Therefore, this study comprehensively investigated the characteristics and corresponding physical mechanisms of a rainstorm that occurred in the southern Taklimakan Desert on June 15 and 16, 2021, which covered most of Hotan and parts of Kashgar. The mesoscale synoptic processes leading to this extreme rainstorm were analyzed, including detailed investigations concerning the synoptic features, temporal distribution of the maximum precipitation rate, spatial distribution of precipitation, development of precipitation rate, correspondence between moisture convergence and precipitation, contributions of various isobaric levels, water vapor flux and its convergence at 700 hPa and 500 hPa, and relationships among moisture, temperature, pressure, and heavy rainfall. The remainder of this paper is organized as follows. The second section introduces the study area, datasets, and methodologies. The third section details the characterization of the results and analysis of the rainstorm process, including the corresponding physical mechanisms. In the last section, conclusions are presented.
2 Materials and methods
2.1 Study area
Xinjiang, an important area within Central Asia, has an arid to semi-arid climate. Its complex topography includes three mountain ranges: the Altain Mountains in the north, Tianshan Mountains in the middle, and Kunlun Mountains in the south. Two basins are situated between the mountain ranges which are, from north to south, the Junggar Basin and Tarim Basin (Figure 1, Hu et al., 2021b).

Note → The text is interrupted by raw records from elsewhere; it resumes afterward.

//! Poller: drives a [`SchedulerService`] on two timers.
//!
//! ## State Transitions
//!
//! ```text
//! Idle -> Running -> Idle
//! ```
//!
//! While running, a due-check timer calls `check_due` and a projection
//! timer calls `refresh_next`. Both tick once immediately on start.
//!
//! ## Usage
//!
//! ```ignore
//! let service = Arc::new(Mutex::new(service));
//! let mut poller = Poller::new(service, PollerConfig::default());
//! poller.start();
//! // ...
//! poller.stop().await;
//! ```

use serde::{Deserialize, Serialize};
use std::sync::{Arc, Mutex, MutexGuard};
use std::time::Duration;
use tokio::sync::watch;
use tokio::task::JoinHandle;
use tokio::time::MissedTickBehavior;

use super::SchedulerService;
use crate::storage::Config;

#[derive(Debug, Clone, Copy, PartialEq, Eq, Serialize, Deserialize)]
#[serde(rename_all = "lowercase")]
pub enum PollerState {
    Idle,
    Running,
}

/// Timer cadences.
#[derive(Debug, Clone, Copy, PartialEq, Eq)]
pub struct PollerConfig {
    pub due_check_interval: Duration,
    pub projection_interval: Duration,
}

impl Default for PollerConfig {
    fn default() -> Self {
        Self {
            due_check_interval: Duration::from_secs(10),
            projection_interval: Duration::from_secs(1),
        }
    }
}

impl From<&Config> for PollerConfig {
    fn from(config: &Config) -> Self {
        Self {
            due_check_interval: config.due_check_interval(),
            projection_interval: config.projection_interval(),
        }
    }
}

struct Running {
    shutdown: watch::Sender<bool>,
    tasks: Vec<JoinHandle<()>>,
}

pub struct Poller {
    service: Arc<Mutex<SchedulerService>>,
    config: PollerConfig,
    running: Option<Running>,
}

impl Poller {
    pub fn new(service: Arc<Mutex<SchedulerService>>, config: PollerConfig) -> Self {
        Self {
            service,
            config,
            running: None,
        }
    }

    pub fn state(&self) -> PollerState {
        if self.running.is_some() {
            PollerState::Running
        } else {
            PollerState::Idle
        }
    }

    /// Spawn both timers on the current tokio runtime. No-op when running.
    ///
    /// Ticks lock the service and write the reminder file synchronously, so
    /// callers run the poller on a `current_thread` runtime.
    ///
    /// # Panics
    ///
    /// Panics when called outside a tokio runtime.
    pub fn start(&mut self) {
        if self.running.is_some() {
            return;
        }

        let (shutdown, rx) = watch::channel(false);
        let due_check = spawn_timer(
            self.service.clone(),
            self.config.due_check_interval,
            rx.clone(),
            |service| {
                if let Err(e) = service.check_due() {
                    tracing::warn!(error = %e, "due check failed");
                }
            },
        );
        let projection = spawn_timer(
            self.service.clone(),
            self.config.projection_interval,
            rx,
            |service| {
                service.refresh_next();
            },
        );

        tracing::debug!(
            due_check_secs = self.config.due_check_interval.as_secs_f64(),
            projection_secs = self.config.projection_interval.as_secs_f64(),
            "poller started"
        );
        self.running = Some(Running {
            shutdown,
            tasks: vec![due_check, projection],
        });
    }

    /// Stop both timers and wait for them to exit. No-op when idle.
    ///
    /// No callback runs once this returns.
    pub async fn stop(&mut self) {
        let Some(running) = self.running.take() else {
            return;
        };
        let _ = running.shutdown.send(true);
        for task in running.tasks {
            if let Err(e) = task.await {
                if e.is_panic() {
                    tracing::warn!(error = %e, "poller task panicked");
                }
            }
        }
        tracing::debug!("poller stopped");
    }
}

impl Drop for Poller {
    fn drop(&mut self) {
        if let Some(running) = self.running.take() {
            for task in running.tasks {
                task.abort();
            }
        }
    }
}

fn spawn_timer(
    service: Arc<Mutex<SchedulerService>>,
    period: Duration,
    mut shutdown: watch::Receiver<bool>,
    on_tick: fn(&mut SchedulerService),
) -> JoinHandle<()> {
    tokio::spawn(async move {
        let mut ticker = tokio::time::interval(period);
        ticker.set_missed_tick_behavior(MissedTickBehavior::Delay);
        loop {
            tokio::select! {
                biased;
                _ = shutdown.changed() => break,
                _ = ticker.tick() => {
                    let mut guard = lock(&service);
                    on_tick(&mut guard);
                }
            }
        }
    })
}

fn lock(service: &Mutex<SchedulerService>) -> MutexGuard<'_, SchedulerService> {
    // Ticks run to completion, so a poisoned guard still holds consistent state.
    service.lock().unwrap_or_else(|e| e.into_inner())
}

FIGURE 1. Study area, topography, and the major weather stations therein. The mountains and basins are marked as follows: Altain Mountainous (ATM), Junggar Basin (JGB), Tianshan Mountainous (TSM), Tarim Basin (TRB), and Kunlun Mountainous (KLM). The weather stations are marked with red circles and blue text.
The dominant arid and semi-arid climate includes very low precipitation and strong evaporation. The average annual precipitation is less than 200 mm, which accounts for less than 25% of the annual precipitation in China (Chen et al., 2012). Large-scale temporal and spatial distributions of precipitation are notable, specifically, increased precipitation during spring and summer and in mountainous areas. This precipitation has a significantly positive impact on the terrestrial water resources in Xinjiang (Hu et al., 2019b; Zhou et al., 2022). Southern Xinjiang is generally defined as the southern region of the Tianshan Mountains, and the annual precipitation is less than 100 mm with 65% precipitation falling from May to August (Wang and Wang, 2021).
2.2 Datasets and methods
This study used meteorological observations from the Hotan meteorological station, Global Precipitation Measurement (GPM) satellite precipitation products, and the European Centre for Medium-Range Weather Forecasts (ECMWF) Atmospheric Reanalysis 5 (ERA5) to investigate the features of the Hotan rainstorm, including the precipitation intensity, spatial and temporal distributions of precipitation, and development of the related synoptic processes and meteorological elements, as shown in Table 1. Daily precipitation during 2021, together with hourly and daily precipitation from June 15 to 16 June 2021, at the nine national meteorological stations located in the area covered by the Hotan rainstorm, were used to describe its characteristics and provide references for future rainstorm forecasts in Hotan.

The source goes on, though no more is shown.